Since I spent a lot of time researching bookshops, the algorithm eventually caught on. I came upon some pretty fascinating bookshop content that I probably would have missed otherwise.
Some indie bookshops have built impressive followings on Instagram, blurring the line between bookseller and influencer. Some of them do both extremely well:
  • I watched Ally and Matt turn an empty storefront in Bournemouth, England, into The Mysterious Bookcase. Here's their Instagram account.
  • I started following Emillie, who runs a multilingual bookshop in Clermont-Ferrand, France, and shares her day-to-day with over 163,000 followers (at the time of writing).

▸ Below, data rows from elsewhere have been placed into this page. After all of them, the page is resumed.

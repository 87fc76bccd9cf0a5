//! Log subscriber setup for test runs.
//!
//! Hermes itself only emits `tracing` events. Call [`init_logging`] once at
//! the start of a test binary to see them.
//!
//! # Example
//!
//! ```rust,ignore
//! use hermes_config::{logging::init_logging, LoggingConfig};
//!
//! init_logging(&LoggingConfig::default())?;
//! ```

use tracing_subscriber::layer::SubscriberExt;
use tracing_subscriber::util::SubscriberInitExt;
use tracing_subscriber::{EnvFilter, Layer};

use crate::{ConfigError, LogFormat, LoggingConfig};

/// Installs the global tracing subscriber described by `config`.
///
/// Does nothing when logging is disabled.
///
/// # Errors
///
/// Returns `ConfigError::LoggingInit` if the filter directive is invalid or a
/// global subscriber is already installed.
pub fn init_logging(config: &LoggingConfig) -> Result<(), ConfigError> {
    if !config.enabled {
        return Ok(());
    }

    let filter = create_env_filter(&config.level)?;

    match config.format {
        LogFormat::Json => {
            let fmt_layer = tracing_subscriber::fmt::layer()
                .json()
                .with_file(config.include_location)
                .with_line_number(config.include_location)
                .with_ansi(false)
                .with_filter(filter);

            tracing_subscriber::registry()
                .with(fmt_layer)
                .try_init()
                .map_err(|e| ConfigError::LoggingInit(e.to_string()))?;
        }
        LogFormat::Pretty => {
            let fmt_layer = tracing_subscriber::fmt::layer()
                .pretty()
                .with_file(config.include_location)
                .with_line_number(config.include_location)
                .with_ansi(config.ansi_enabled)
                .with_filter(filter);

            tracing_subscriber::registry()
                .with(fmt_layer)
                .try_init()
                .map_err(|e| ConfigError::LoggingInit(e.to_string()))?;
        }
    }

    Ok(())
}

/// Creates an env filter from a directive string such as `hermes=debug,info`.
pub fn create_env_filter(filter: &str) -> Result<EnvFilter, ConfigError> {
    EnvFilter::try_new(filter)
        .map_err(|e| ConfigError::LoggingInit(format!("invalid log level: {e}")))
}
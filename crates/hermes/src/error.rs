//! Request and response error types.

use std::path::PathBuf;

use thiserror::Error;

/// Boxed error returned by serializers and transports.
pub type BoxError = Box<dyn std::error::Error + Send + Sync>;

/// Result alias used throughout the crate.
pub type ApiResult<T> = Result<T, ApiError>;

/// Errors that can occur while building, sending, or reading a request.
///
/// Every variant except [`ApiError::Decoding`] is raised by dispatch before
/// or while talking to the network. Decoding errors are deferred until the
/// response body is first read.
#[derive(Debug, Error)]
pub enum ApiError {
    /// The transport failed, or could not be created.
    #[error("transport error: {source}")]
    Transport {
        /// Error reported by the transport, unmodified.
        #[source]
        source: BoxError,
    },

    /// A body or query serializer failed. No bytes were sent.
    #[error("failed to encode {content_type} payload: {source}")]
    Encoding {
        /// Content type (or `query string`) being encoded.
        content_type: String,
        /// Error reported by the serializer.
        #[source]
        source: BoxError,
    },

    /// The response claims JSON but the body does not parse.
    #[error("failed to decode response body as JSON: {source}")]
    Decoding {
        /// Parser error.
        #[source]
        source: serde_json::Error,
    },

    /// An attached file could not be read. No bytes were sent.
    #[error("cannot read attached file {}: {source}", path.display())]
    FileAccess {
        /// Path of the attachment.
        path: PathBuf,
        /// Underlying I/O error.
        #[source]
        source: std::io::Error,
    },

    /// The response body was read as text but is not valid UTF-8.
    #[error("response body is not valid UTF-8: {source}")]
    InvalidText {
        /// Conversion error, which still holds the raw bytes.
        #[source]
        source: std::string::FromUtf8Error,
    },

    /// Header name, header value, URL, or query string is malformed.
    #[error("invalid request: {0}")]
    InvalidRequest(String),
}

impl ApiError {
    /// Wrap a transport failure.
    pub fn transport(source: impl Into<BoxError>) -> Self {
        Self::Transport {
            source: source.into(),
        }
    }

    /// Create an encoding error for the given content type.
    pub fn encoding(content_type: impl Into<String>, source: impl Into<BoxError>) -> Self {
        Self::Encoding {
            content_type: content_type.into(),
            source: source.into(),
        }
    }

    /// Create a file access error.
    pub fn file_access(path: impl Into<PathBuf>, source: std::io::Error) -> Self {
        Self::FileAccess {
            path: path.into(),
            source,
        }
    }

    /// Create an invalid request error.
    pub fn invalid_request(message: impl Into<String>) -> Self {
        Self::InvalidRequest(message.into())
    }
}

impl From<serde_json::Error> for ApiError {
    fn from(source: serde_json::Error) -> Self {
        Self::Decoding { source }
    }
}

  • My favorite, perhaps, is Sherlock and Pages. Its charismatic owner, Luke Sherlock (no joke!), takes you into the world of his whimsical bookshop in Somerset, England, where one of the top-performing book sections is nun literature (yes, you read that right). With only 400 posts at the time of writing, he has a following of close to 100,000 people on Instagram, and that doesn’t include his personal account (303,000).

Fires in bookshops are more common than you might think

Since I started #40BookshopsUnder40, two of the shops I visited caught fire:
  • Friends to Lovers caught fire shortly after they had successfully crowdfunded to start their shop. They had to move and replace their entire inventory before opening in their new location in Old Town Alexandria.
  • Middleburg Books experienced a fairly minor fire by the register in January 2026, but since books and paper products don’t take kindly to soot and smoke, Mary Beth and her team had to renovate the store and replace almost all of their inventory. Always have a fire extinguisher nearby.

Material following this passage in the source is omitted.